The `sub` condition restricts this role to only this repo's branches —
important; without it any GitHub Actions workflow on any repo could assume
your role.

```bash
aws iam create-role \
  --role-name agencio-predict-deploy \
  --assume-role-policy-document file://deploy-role-trust.json

aws iam attach-role-policy \
  --role-name agencio-predict-deploy \
  --policy-arn arn:aws:iam::aws:policy/AmazonEC2ContainerRegistryPowerUser

aws iam attach-role-policy \
  --role-name agencio-predict-deploy \
  --policy-arn arn:aws:iam::aws:policy/AmazonECS_FullAccess
```

Then add a custom inline policy for CloudFormation + Amplify trigger rights.
Minimum viable:

```json
{
  "Version": "2012-10-17",
  "Statement": [
    { "Effect": "Allow", "Action": "cloudformation:*", "Resource": "*" },
    { "Effect": "Allow", "Action": "amplify:StartJob", "Resource": "arn:aws:amplify:*:*:apps/*/branches/*/jobs/*" },
    { "Effect": "Allow", "Action": "iam:PassRole", "Resource": "arn:aws:iam::*:role/agencio-predict-*" }
  ]
}
```

### 4.3 Add the role ARN as a GitHub secret

In GitHub: **Settings → Secrets and variables → Actions → New repository
secret**:

- `AWS_DEPLOY_ROLE_ARN` = `arn:aws:iam::<account>:role/agencio-predict-deploy`
- `AWS_REGION` = `us-east-1` (or your region)
- `AMPLIFY_APP_ID` = from step 3.5

Environment-scoped secrets (cleaner):

- GitHub → Settings → Environments → `prod`, `staging` — each gets its own
  `AWS_DEPLOY_ROLE_ARN` etc. The workflow selects the right env by branch.

---

## 5. Fargate pipeline — `.github/workflows/deploy-fargate.yml`

Triggered by push to `main` or `develop`. Builds the image, pushes to ECR,
rolls forward the CloudFormation stack. Failed deploys auto-rollback via the
`DeploymentCircuitBreaker` config in `deploy/aws/cloudformation.yml`.

File lives at `.github/workflows/deploy-fargate.yml` — see the companion
workflow file added alongside this doc.

Key knobs:

- **Image tag** = short git SHA. Gives you traceability from "which commit
  is running in prod?" back to GitHub.
- **Environment** = `prod` for `main`, `staging` for `develop`. GitHub
  Environments gate the deploy — you can require manual approval on `prod`.
- **Parameter overrides** = pulled from CloudFormation's existing stack
  state. First deploy needs full params via repository variables; every
  subsequent deploy reuses what's already in the stack.

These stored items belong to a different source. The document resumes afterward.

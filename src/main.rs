use std::sync::{Arc, Mutex};

use serde::Deserialize;
use tracing::info;
use tracing_subscriber::EnvFilter;

use stockroom::error::{Result, StoreError};
use stockroom::notify::ChangeHub;
use stockroom::persist::Store;
use stockroom::provider::InventoryProvider;
use stockroom::router::Router;
use stockroom::server;

#[derive(Debug, Deserialize)]
struct Settings {
    database: String,
    listen: String,
    authority: String,
}

// Settings come from stockroom.toml next to the binary, overridable with
// STOCKROOM_* environment variables.
fn settings() -> Result<Settings> {
    config::Config::builder()
        .set_default("database", "stockroom.db")
        .map_err(|e| StoreError::Config(e.to_string()))?
        .set_default("listen", "127.0.0.1:8580")
        .map_err(|e| StoreError::Config(e.to_string()))?
        .set_default("authority", "net.stockroom.local")
        .map_err(|e| StoreError::Config(e.to_string()))?
        .add_source(config::File::with_name("stockroom").required(false))
        .add_source(config::Environment::with_prefix("STOCKROOM"))
        .build()
        .map_err(|e| StoreError::Config(e.to_string()))?
        .try_deserialize()
        .map_err(|e| StoreError::Config(e.to_string()))
}

#[tokio::main]
async fn main() -> Result<()> {
    tracing_subscriber::fmt()
        .with_env_filter(EnvFilter::try_from_default_env().unwrap_or_else(|_| EnvFilter::new("info")))
        .init();

    let settings = settings()?;
    info!(?settings, "starting");

    let store = if settings.database == ":memory:" {
        Store::open_in_memory()?
    } else {
        Store::open(&settings.database)?
    };
    let provider = InventoryProvider::new(
        Router::new(&settings.authority)?,
        store,
        Arc::new(ChangeHub::new()),
    );

    let app = server::router(Arc::new(Mutex::new(provider)));
    let listener = tokio::net::TcpListener::bind(&settings.listen)
        .await
        .map_err(|e| StoreError::Config(format!("cannot bind {}: {e}", settings.listen)))?;
    info!(listen = %settings.listen, "serving");
    axum::serve(listener, app)
        .await
        .map_err(|e| StoreError::Config(e.to_string()))
}
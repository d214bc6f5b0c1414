use stockroom::error::StoreError;
use stockroom::persist::{Cmp, Filter, SortOrder, Store};
use stockroom::schema::Values;

fn tour(name: &str, price: i64) -> Values {
    Values::new()
        .with("name", name)
        .with("category", "culture")
        .with("price", price)
        .with("supplier_name", "Acme")
        .with("supplier_email", "a@x.com")
}

#[test]
fn schema_creation_is_idempotent() {
    let store = Store::open_in_memory().unwrap();
    store.ensure_schema().unwrap();
    store.ensure_schema().unwrap();
    store.insert(&tour("Tour A", 100)).unwrap();
    assert_eq!(store.query(&Filter::all(), None, None).unwrap().len(), 1);
}

#[test]
fn file_mode_persists_across_reopen() {
    let path = "test_stockroom_temp.db".to_string();
    // Ensure clean start
    let _ = std::fs::remove_file(&path);
    {
        let store = Store::open(&path).expect("store");
        store.insert(&tour("Tour A", 100)).unwrap();
    }
    {
        let store = Store::open(&path).expect("store");
        let records = store.query_records(&Filter::all(), None).unwrap();
        assert_eq!(records.len(), 1);
        assert_eq!(records[0].name, "Tour A");
    }
    // Clean up
    let _ = std::fs::remove_file(&path);
}

#[test]
fn defaults_apply_to_omitted_columns() {
    let store = Store::open_in_memory().unwrap();
    store.insert(&tour("Tour A", 100)).unwrap();
    let records = store.query_records(&Filter::all(), None).unwrap();
    let record = &records[0];
    assert_eq!(record.description, None);
    assert_eq!(record.quantity, 0);
    assert_eq!(record.reorder_quantity, 1);
}

#[test]
fn range_filters_and_ordering() {
    let store = Store::open_in_memory().unwrap();
    store.insert(&tour("Cheap", 100)).unwrap();
    store.insert(&tour("Mid", 200)).unwrap();
    store.insert(&tour("Dear", 300)).unwrap();

    let filter = Filter::all().and("price", Cmp::Ge, 200);
    let records = store
        .query_records(&filter, Some(&SortOrder::descending("price")))
        .unwrap();
    assert_eq!(records.len(), 2);
    assert_eq!(records[0].name, "Dear");
    assert_eq!(records[1].name, "Mid");

    let none = Filter::all().and("price", Cmp::Lt, 100);
    assert!(store.query_records(&none, None).unwrap().is_empty());
}

#[test]
fn update_merges_only_supplied_columns() {
    let store = Store::open_in_memory().unwrap();
    let id = store.insert(&tour("Tour A", 100)).unwrap();
    let count = store
        .update(&Filter::id(id), &Values::new().with("quantity", 9))
        .unwrap();
    assert_eq!(count, 1);
    let records = store.query_records(&Filter::id(id), None).unwrap();
    let record = &records[0];
    assert_eq!(record.quantity, 9);
    assert_eq!(record.name, "Tour A");
    assert_eq!(record.price, 100);
}

#[test]
fn zero_row_outcomes_are_not_errors() {
    let store = Store::open_in_memory().unwrap();
    let absent = Filter::id(12345);
    assert_eq!(store.update(&absent, &Values::new().with("quantity", 1)).unwrap(), 0);
    assert_eq!(store.update(&absent, &Values::new()).unwrap(), 0);
    assert_eq!(store.delete(&absent).unwrap(), 0);
}

#[test]
fn constraint_violations_surface_as_write_failures() {
    let store = Store::open_in_memory().unwrap();
    let nameless = Values::new().with("description", "no name at all");
    match store.insert(&nameless) {
        Err(StoreError::StorageWriteFailed(_)) => {}
        other => panic!("expected StorageWriteFailed, got {other:?}"),
    }
}

#[test]
fn unknown_columns_are_rejected_everywhere() {
    let store = Store::open_in_memory().unwrap();
    let unknown = Filter::all().and("colour", Cmp::Eq, "red");
    assert!(matches!(
        store.query(&unknown, None, None),
        Err(StoreError::UnknownColumn(_))
    ));
    assert!(matches!(
        store.query(&Filter::all(), Some(&["colour"]), None),
        Err(StoreError::UnknownColumn(_))
    ));
    assert!(matches!(
        store.query(&Filter::all(), None, Some(&SortOrder::ascending("colour"))),
        Err(StoreError::UnknownColumn(_))
    ));
    assert!(matches!(
        store.delete(&unknown),
        Err(StoreError::UnknownColumn(_))
    ));
}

Runtime: ~6–8 minutes end-to-end. ~4 min Docker build, ~1 min push, ~2 min
CloudFormation update with rolling replacement.

## 6. Amplify pipeline — `.github/workflows/deploy-amplify.yml`

Triggered by push to `main` or `develop`. Amplify has native GitHub
integration and can auto-deploy on push, but we route through Actions so
branch-based access control, approval gates, and deploy notifications land
in the same place as the Fargate pipeline.

The workflow calls `aws amplify start-job --app-id $ID --branch-name $BRANCH
--job-type RELEASE`. Amplify pulls from GitHub itself.

If the marketing site lives in a subdirectory (`marketing/site` or similar),
configure Amplify's build spec (`amplify.yml`) to `cd` into that directory
before running `npm ci && npm run build`. The workflow filter on
`paths: ['marketing/**']` skips Amplify deploys when only the app changed.

Runtime: ~2–3 minutes. Amplify builds + deploys + cache-invalidates the
CDN in one step.

## 7. PR previews (Amplify)

Enable via the Amplify console: **App settings → Previews → Enable**. Every
open PR gets a unique `pr-42.<amplify-domain>.amplifyapp.com` URL built from
the PR head commit. Auto-destroys on merge/close.

Keep turned off for branches that don't ship to the marketing site — PR
previews aren't free and can add up with many open PRs.

---

## 8. CI gates (existing — `.github/workflows/ci.yml`)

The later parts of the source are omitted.